Genetic and phenotypic variation in diet breadth in a generalist herbivore

Abstract

The genetic and plastic components of polyphagy were investigated in a population ofLymantria dispar, the gypsy moth. A simple genetic experiment assessed the expression of (1) genetic variability in life history traits within each of four environments, (2) genetic variability in diet breadth, expressed as a change in the ranks of family performance across hosts, and (3) homeostasis (equivalent performance by a family across hosts) versus phenotypic plasticity (variable performance by a family across hosts). Sibs from each of 14 families, randomly selected from a single population, were reared on four diets: two natural hosts — chestnut and red oak, and two synthetic hosts — a standard laboratory diet and a low-protein version of this diet.

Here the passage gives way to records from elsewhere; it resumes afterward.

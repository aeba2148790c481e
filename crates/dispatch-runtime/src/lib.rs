//! # dispatch-runtime
//!
//! Platform-specific runtime for fiberdispatch.
//!
//! This crate provides:
//! - Fiber stacks (mmap with guard pages) and a per-loop stack pool
//! - Context switching (architecture-specific assembly)
//! - Event loops: worker threads multiplexing fibers, grouped in networks
//! - Promise/Future pairs that suspend fibers instead of workers
//! - A process-wide timer thread with a mockable clock

pub mod config;
pub mod memory;
pub mod arch;
pub mod timer;
pub mod network;
pub mod event_loop;
pub mod promise;
pub mod tls;
mod fiber;
mod ready_queue;
mod waiter;
mod worker;

// Re-exports
pub use config::{ConfigError, LoopConfig};
pub use event_loop::EventLoop;
pub use fiber::{in_fiber, yield_now};
pub use memory::StackPoolStats;
pub use network::{event_loop, shutdown_all, DefaultNetwork, Network};
pub use promise::{promise, Future, Promise};
pub use ready_queue::Task;
pub use timer::clock;
pub use waiter::sleep;
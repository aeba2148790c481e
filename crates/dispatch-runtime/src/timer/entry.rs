//! Timer entry and handle types

use std::sync::atomic::{AtomicU64, Ordering};
use std::sync::Arc;
use std::time::{Duration, Instant};

/// Work run when a timer fires
///
/// Called on the timer thread (or inside `advance_time`), so it should
/// only hand work off, e.g. post to an event loop or wake a waiter.
pub type TimerAction = Arc<dyn Fn() + Send + Sync + 'static>;

/// Process-unique timer handle used for cancellation
///
/// A periodic timer keeps its handle across re-arms, so one `cancel`
/// stops every future firing.
#[derive(Debug, Clone, Copy, PartialEq, Eq, Hash, PartialOrd, Ord)]
pub struct TimerHandle(pub u64);

impl TimerHandle {
    /// Generate a new unique timer handle
    #[inline]
    pub fn new() -> Self {
        static COUNTER: AtomicU64 = AtomicU64::new(1);
        TimerHandle(COUNTER.fetch_add(1, Ordering::Relaxed))
    }

    /// Get the raw handle value (for logging)
    #[inline]
    pub fn raw(&self) -> u64 {
        self.0
    }
}

impl Default for TimerHandle {
    fn default() -> Self {
        Self::new()
    }
}

/// Type of timer - affects behavior on expiry
#[derive(Debug, Clone, Copy, PartialEq, Eq)]
pub enum TimerType {
    /// Fires once and is forgotten
    Oneshot,

    /// Re-armed at `fired_at + interval` after each firing
    Periodic {
        interval: Duration,
    },
}

impl TimerType {
    #[inline]
    pub fn is_periodic(&self) -> bool {
        matches!(self, TimerType::Periodic { .. })
    }

    #[inline]
    pub fn periodic_interval(&self) -> Option<Duration> {
        match self {
            TimerType::Periodic { interval } => Some(*interval),
            TimerType::Oneshot => None,
        }
    }
}

/// Timer entry - stored in the timer backend
#[derive(Clone)]
pub struct TimerEntry {
    pub handle: TimerHandle,
    /// When this timer should fire, in the backend's clock domain
    pub deadline: Instant,
    pub timer_type: TimerType,
    pub action: TimerAction,
}

impl TimerEntry {
    /// Fire once at `deadline`
    pub fn oneshot(deadline: Instant, action: TimerAction) -> Self {
        Self {
            handle: TimerHandle::new(),
            deadline,
            timer_type: TimerType::Oneshot,
            action,
        }
    }

    /// Fire at `first`, then every `interval` after each firing
    pub fn periodic(first: Instant, interval: Duration, action: TimerAction) -> Self {
        Self {
            handle: TimerHandle::new(),
            deadline: first,
            timer_type: TimerType::Periodic { interval },
            action,
        }
    }

    /// Next occurrence of a periodic entry that fired at `fired_at`
    ///
    /// Returns None for one-shot timers. The handle is preserved.
    pub fn reschedule(&self, fired_at: Instant) -> Option<Self> {
        let interval = self.timer_type.periodic_interval()?;
        Some(Self {
            handle: self.handle,
            deadline: fired_at + interval,
            timer_type: self.timer_type,
            action: Arc::clone(&self.action),
        })
    }
}

impl std::fmt::Debug for TimerEntry {
    fn fmt(&self, f: &mut std::fmt::Formatter<'_>) -> std::fmt::Result {
        f.debug_struct("TimerEntry")
            .field("handle", &self.handle)
            .field("deadline", &self.deadline)
            .field("timer_type", &self.timer_type)
            .finish_non_exhaustive()
    }
}
//! Event loop configuration
//!
//! Compile-time defaults with runtime environment overrides.
//!
//! # Configuration Priority (highest wins)
//!
//! 1. Environment variables (runtime)
//! 2. User's `DSP_CONFIG_RS` file (merged by build.rs)
//! 3. Library defaults
//!
//! # Example
//!
//! ```rust,ignore
//! use dispatch_runtime::config::LoopConfig;
//!
//! let config = LoopConfig::from_env()
//!     .num_workers(2)
//!     .stop_grace(Duration::from_millis(200));
//! ```

pub mod defaults;

use std::time::Duration;

use dispatch_core::constants::{MAX_WORKERS, MIN_STACK_SIZE};
use dispatch_core::env::env_get;

/// Event loop configuration with builder pattern.
#[derive(Debug, Clone, PartialEq, Eq)]
pub struct LoopConfig {
    /// Worker threads started with the loop (at least one)
    pub num_workers: usize,
    /// Usable stack bytes per fiber, excluding the guard page
    pub stack_size: usize,
    /// How long `stop` lets queued tasks and live fibers drain
    pub stop_grace: Duration,
    /// Empty polls before a worker parks
    pub idle_spins: u32,
    /// Upper bound on one park, so stop requests are noticed
    pub park_timeout: Duration,
    /// Initial capacity of each worker's resume queue
    pub local_queue_capacity: usize,
}

impl Default for LoopConfig {
    fn default() -> Self {
        Self::from_env()
    }
}

impl LoopConfig {
    /// Create config from compile-time defaults with environment overrides.
    ///
    /// Environment variables (all optional):
    /// - `DSP_NUM_WORKERS` - worker threads started with the loop
    /// - `DSP_STACK_SIZE` - fiber stack size in bytes
    /// - `DSP_STOP_GRACE_MS` - drain period for `stop`
    /// - `DSP_IDLE_SPINS` - spins before parking
    /// - `DSP_PARK_TIMEOUT_MS` - park timeout in milliseconds
    /// - `DSP_LOCAL_QUEUE_CAPACITY` - per-worker resume queue size
    pub fn from_env() -> Self {
        Self {
            num_workers: env_get("DSP_NUM_WORKERS", defaults::NUM_WORKERS),
            stack_size: env_get("DSP_STACK_SIZE", defaults::STACK_SIZE),
            stop_grace: Duration::from_millis(env_get(
                "DSP_STOP_GRACE_MS",
                defaults::STOP_GRACE_MS,
            )),
            idle_spins: env_get("DSP_IDLE_SPINS", defaults::IDLE_SPINS),
            park_timeout: Duration::from_millis(env_get(
                "DSP_PARK_TIMEOUT_MS",
                defaults::PARK_TIMEOUT_MS,
            )),
            local_queue_capacity: env_get(
                "DSP_LOCAL_QUEUE_CAPACITY",
                defaults::LOCAL_QUEUE_CAPACITY,
            ),
        }
    }

    /// Create config with compile-time defaults only (no env override).
    pub fn new() -> Self {
        Self {
            num_workers: defaults::NUM_WORKERS,
            stack_size: defaults::STACK_SIZE,
            stop_grace: Duration::from_millis(defaults::STOP_GRACE_MS),
            idle_spins: defaults::IDLE_SPINS,
            park_timeout: Duration::from_millis(defaults::PARK_TIMEOUT_MS),
            local_queue_capacity: defaults::LOCAL_QUEUE_CAPACITY,
        }
    }

    // Builder methods

    pub fn num_workers(mut self, n: usize) -> Self {
        self.num_workers = n;
        self
    }

    pub fn stack_size(mut self, size: usize) -> Self {
        self.stack_size = size;
        self
    }

    pub fn stop_grace(mut self, d: Duration) -> Self {
        self.stop_grace = d;
        self
    }

    pub fn idle_spins(mut self, spins: u32) -> Self {
        self.idle_spins = spins;
        self
    }

    pub fn park_timeout(mut self, d: Duration) -> Self {
        self.park_timeout = d;
        self
    }

    pub fn local_queue_capacity(mut self, cap: usize) -> Self {
        self.local_queue_capacity = cap;
        self
    }

    /// Validate configuration and return errors if invalid.
    pub fn validate(&self) -> Result<(), ConfigError> {
        if self.num_workers == 0 {
            return Err(ConfigError::InvalidValue("num_workers must be > 0"));
        }
        if self.num_workers > MAX_WORKERS {
            return Err(ConfigError::InvalidValue("num_workers exceeds MAX_WORKERS"));
        }
        if self.stack_size < MIN_STACK_SIZE {
            return Err(ConfigError::InvalidValue("stack_size must be >= 64KB"));
        }
        if self.park_timeout.is_zero() {
            return Err(ConfigError::InvalidValue("park_timeout must be > 0"));
        }
        if self.local_queue_capacity == 0 {
            return Err(ConfigError::InvalidValue("local_queue_capacity must be > 0"));
        }
        Ok(())
    }
}

/// Configuration error
#[derive(Debug, Clone, PartialEq, Eq)]
pub enum ConfigError {
    InvalidValue(&'static str),
}

impl std::fmt::Display for ConfigError {
    fn fmt(&self, f: &mut std::fmt::Formatter<'_>) -> std::fmt::Result {
        match self {
            ConfigError::InvalidValue(msg) => write!(f, "Invalid config: {}", msg),
        }
    }
}

impl std::error::Error for ConfigError {}

#[cfg(test)]
mod tests {
    use super::*;

    #[test]
    fn test_defaults_are_valid() {
        let config = LoopConfig::new();
        assert_eq!(config.num_workers, defaults::NUM_WORKERS);
        assert!(config.validate().is_ok());
    }

    #[test]
    fn test_builder() {
        let config = LoopConfig::new()
            .num_workers(3)
            .stop_grace(Duration::from_millis(5))
            .stack_size(128 * 1024);

        assert_eq!(config.num_workers, 3);
        assert_eq!(config.stop_grace, Duration::from_millis(5));
        assert_eq!(config.stack_size, 128 * 1024);
    }

    #[test]
    fn test_validation() {
        assert!(LoopConfig::new().num_workers(0).validate().is_err());
        assert!(LoopConfig::new().num_workers(MAX_WORKERS + 1).validate().is_err());
        assert_eq!(
            LoopConfig::new().stack_size(4096).validate(),
            Err(ConfigError::InvalidValue("stack_size must be >= 64KB"))
        );
        assert!(LoopConfig::new().park_timeout(Duration::ZERO).validate().is_err());
    }

    #[test]
    fn test_env_override() {
        std::env::set_var("DSP_STOP_GRACE_MS", "25");
        let config = LoopConfig::from_env();
        std::env::remove_var("DSP_STOP_GRACE_MS");
        assert_eq!(config.stop_grace, Duration::from_millis(25));
    }
}
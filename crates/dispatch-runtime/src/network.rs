//! Networks: named, lazily created event loops selected by marker type
//!
//! ```rust,ignore
//! network!(pub Audio);
//!
//! event_loop::<Audio>().post(|| { /* runs on an "Audio" worker */ });
//! ```

use std::any::TypeId;
use std::collections::HashMap;
use std::sync::{Arc, OnceLock, PoisonError, RwLock};

use dispatch_core::{kdebug, kwarn};

use crate::config::LoopConfig;
use crate::event_loop::EventLoop;

/// Marker type naming an event loop
pub trait Network: Send + Sync + 'static {
    /// Loop name; workers are called `<NAME>-worker-<i>`
    const NAME: &'static str;

    /// Configuration used when the loop is first created
    fn config() -> LoopConfig {
        LoopConfig::from_env()
    }
}

/// The network used when none is named
#[derive(Debug, Clone, Copy, Default)]
pub struct DefaultNetwork;

impl Network for DefaultNetwork {
    const NAME: &'static str = "default";
}

/// Declare a network marker type named after itself
#[macro_export]
macro_rules! network {
    ($vis:vis $name:ident) => {
        #[derive(Debug, Clone, Copy, Default)]
        $vis struct $name;

        impl $crate::network::Network for $name {
            const NAME: &'static str = stringify!($name);
        }
    };
}

type Loops = RwLock<HashMap<TypeId, Arc<EventLoop>>>;

fn loops() -> &'static Loops {
    static LOOPS: OnceLock<Loops> = OnceLock::new();
    LOOPS.get_or_init(|| RwLock::new(HashMap::new()))
}

/// The event loop for `N`, created and started on first use.
///
/// Panics if not a single worker thread can be spawned.
pub fn event_loop<N: Network>() -> Arc<EventLoop> {
    let id = TypeId::of::<N>();
    if let Some(el) = loops().read().unwrap_or_else(PoisonError::into_inner).get(&id) {
        return el.clone();
    }

    let mut map = loops().write().unwrap_or_else(PoisonError::into_inner);
    map.entry(id)
        .or_insert_with(|| {
            let mut config = N::config();
            if let Err(e) = config.validate() {
                kwarn!("network {}: {}, using defaults", N::NAME, e);
                config = LoopConfig::new();
            }
            kdebug!("creating network {} ({} workers)", N::NAME, config.num_workers);
            match EventLoop::start(N::NAME, config) {
                Ok(el) => Arc::new(el),
                Err(e) => panic!("failed to start network {}: {}", N::NAME, e),
            }
        })
        .clone()
}

/// Stop every network created so far
pub fn shutdown_all() {
    let all: Vec<Arc<EventLoop>> = loops()
        .read()
        .unwrap_or_else(PoisonError::into_inner)
        .values()
        .cloned()
        .collect();
    for el in all {
        el.stop();
    }
}
//! Simple Go-like ready queue
//!
//! Design:
//! - Shared injector for new tasks (lock-free `SegQueue`)
//! - Per-worker resume queue (VecDeque, SpinLock); a suspended fiber only
//!   ever resumes on the worker whose stack switched it out
//! - One Mutex + Condvar for parking, with a sleeper count so pushers skip
//!   the lock when nobody is parked

use super::{ReadyQueue, Task, Work};
use crate::fiber::Fiber;
use dispatch_core::constants::MAX_WORKERS;
use dispatch_core::SpinLock;

use crossbeam_queue::SegQueue;
use std::collections::VecDeque;
use std::sync::atomic::{fence, AtomicU32, AtomicUsize, Ordering};
use std::sync::{Arc, Condvar, Mutex, PoisonError};
use std::time::Duration;

/// Check the shared queue first every N pops (Go uses 61)
const GLOBAL_CHECK_INTERVAL: u32 = 61;

/// Per-worker resume queue
struct LocalQueue {
    queue: SpinLock<VecDeque<Arc<Fiber>>>,
    len: AtomicUsize,
}

impl LocalQueue {
    fn new() -> Self {
        Self {
            queue: SpinLock::new(VecDeque::new()),
            len: AtomicUsize::new(0),
        }
    }

    /// Push to back. Never refuses: dropping a resume would strand the fiber.
    fn push(&self, fiber: Arc<Fiber>, capacity: usize) {
        let mut q = self.queue.lock();
        if q.capacity() == 0 {
            q.reserve(capacity);
        }
        q.push_back(fiber);
        self.len.store(q.len(), Ordering::SeqCst);
    }

    /// Pop from front
    fn pop(&self) -> Option<Arc<Fiber>> {
        if self.len.load(Ordering::Acquire) == 0 {
            return None;
        }
        let mut q = self.queue.lock();
        let item = q.pop_front();
        self.len.store(q.len(), Ordering::Release);
        item
    }

    fn len(&self) -> usize {
        self.len.load(Ordering::SeqCst)
    }
}

/// Shared injector + per-worker resume queues
pub struct SimpleQueue {
    global: SegQueue<Task>,
    local: Box<[LocalQueue]>,
    /// Per-worker pop counter for the periodic global check
    ticks: Box<[AtomicU32]>,
    local_capacity: usize,
    lock: Mutex<()>,
    cond: Condvar,
    sleepers: AtomicUsize,
}

impl SimpleQueue {
    pub fn new(local_capacity: usize) -> Self {
        Self {
            global: SegQueue::new(),
            local: (0..MAX_WORKERS).map(|_| LocalQueue::new()).collect(),
            ticks: (0..MAX_WORKERS).map(|_| AtomicU32::new(0)).collect(),
            local_capacity,
            lock: Mutex::new(()),
            cond: Condvar::new(),
            sleepers: AtomicUsize::new(0),
        }
    }

    /// Workers parked right now
    pub fn parked_count(&self) -> usize {
        self.sleepers.load(Ordering::Acquire)
    }

    /// Pairs with the fence in `park`: either the parker sees the new item,
    /// or we see the parker and notify under the lock it is waiting on.
    fn notify(&self, all: bool) {
        fence(Ordering::SeqCst);
        if self.sleepers.load(Ordering::SeqCst) == 0 {
            return;
        }
        let _guard = self.lock.lock().unwrap_or_else(PoisonError::into_inner);
        if all {
            self.cond.notify_all();
        } else {
            self.cond.notify_one();
        }
    }
}

impl Default for SimpleQueue {
    fn default() -> Self {
        Self::new(256)
    }
}

impl ReadyQueue for SimpleQueue {
    fn push_task(&self, task: Task) {
        self.global.push(task);
        self.notify(false);
    }

    fn push_resume(&self, worker_id: usize, fiber: Arc<Fiber>) {
        self.local[worker_id].push(fiber, self.local_capacity);
        // Only the home worker can take it, so wake everyone
        self.notify(true);
    }

    fn pop(&self, worker_id: usize) -> Option<Work> {
        let tick = self.ticks[worker_id].fetch_add(1, Ordering::Relaxed);
        if tick % GLOBAL_CHECK_INTERVAL == GLOBAL_CHECK_INTERVAL - 1 {
            if let Some(task) = self.global.pop() {
                return Some(Work::Spawn(task));
            }
        }
        if let Some(fiber) = self.local[worker_id].pop() {
            return Some(Work::Resume(fiber));
        }
        self.global.pop().map(Work::Spawn)
    }

    fn park(&self, worker_id: usize, timeout: Duration) {
        let guard = self.lock.lock().unwrap_or_else(PoisonError::into_inner);
        self.sleepers.fetch_add(1, Ordering::SeqCst);
        fence(Ordering::SeqCst);
        if self.global.is_empty() && self.local[worker_id].len() == 0 {
            let _ = self.cond.wait_timeout(guard, timeout);
        } else {
            drop(guard);
        }
        self.sleepers.fetch_sub(1, Ordering::SeqCst);
    }

    fn wake_all(&self) {
        let _guard = self.lock.lock().unwrap_or_else(PoisonError::into_inner);
        self.cond.notify_all();
    }

    fn drain_tasks(&self) -> Vec<Task> {
        let mut tasks = Vec::with_capacity(self.global.len());
        while let Some(task) = self.global.pop() {
            tasks.push(task);
        }
        tasks
    }

    fn len(&self) -> usize {
        self.global.len() + self.local.iter().map(LocalQueue::len).sum::<usize>()
    }
}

Average population performance, measured in terms of development time and pupal weight, was better on standard laboratory diet than on low-protein diet, and was equal on chestnut and red oak for pupal weight, but better on chestnut oak for development time. Average population performance provided no information about the genetic component of host use ability. The gypsy moth expressed genetic variation in development time within each host environment and in pupal weight within natural host environments. Phenotypic plasticity was expressed by a significant number of families in development time and pupal weight across synthetic hosts and, to a lesser extent, across natural hosts. It was only across natural hosts that genetic variation in diet breadth was expressed, and this was confined to females. Genetic variability in diet breadth may be maintained in this species as a consequence of the unpredictability of its food sources.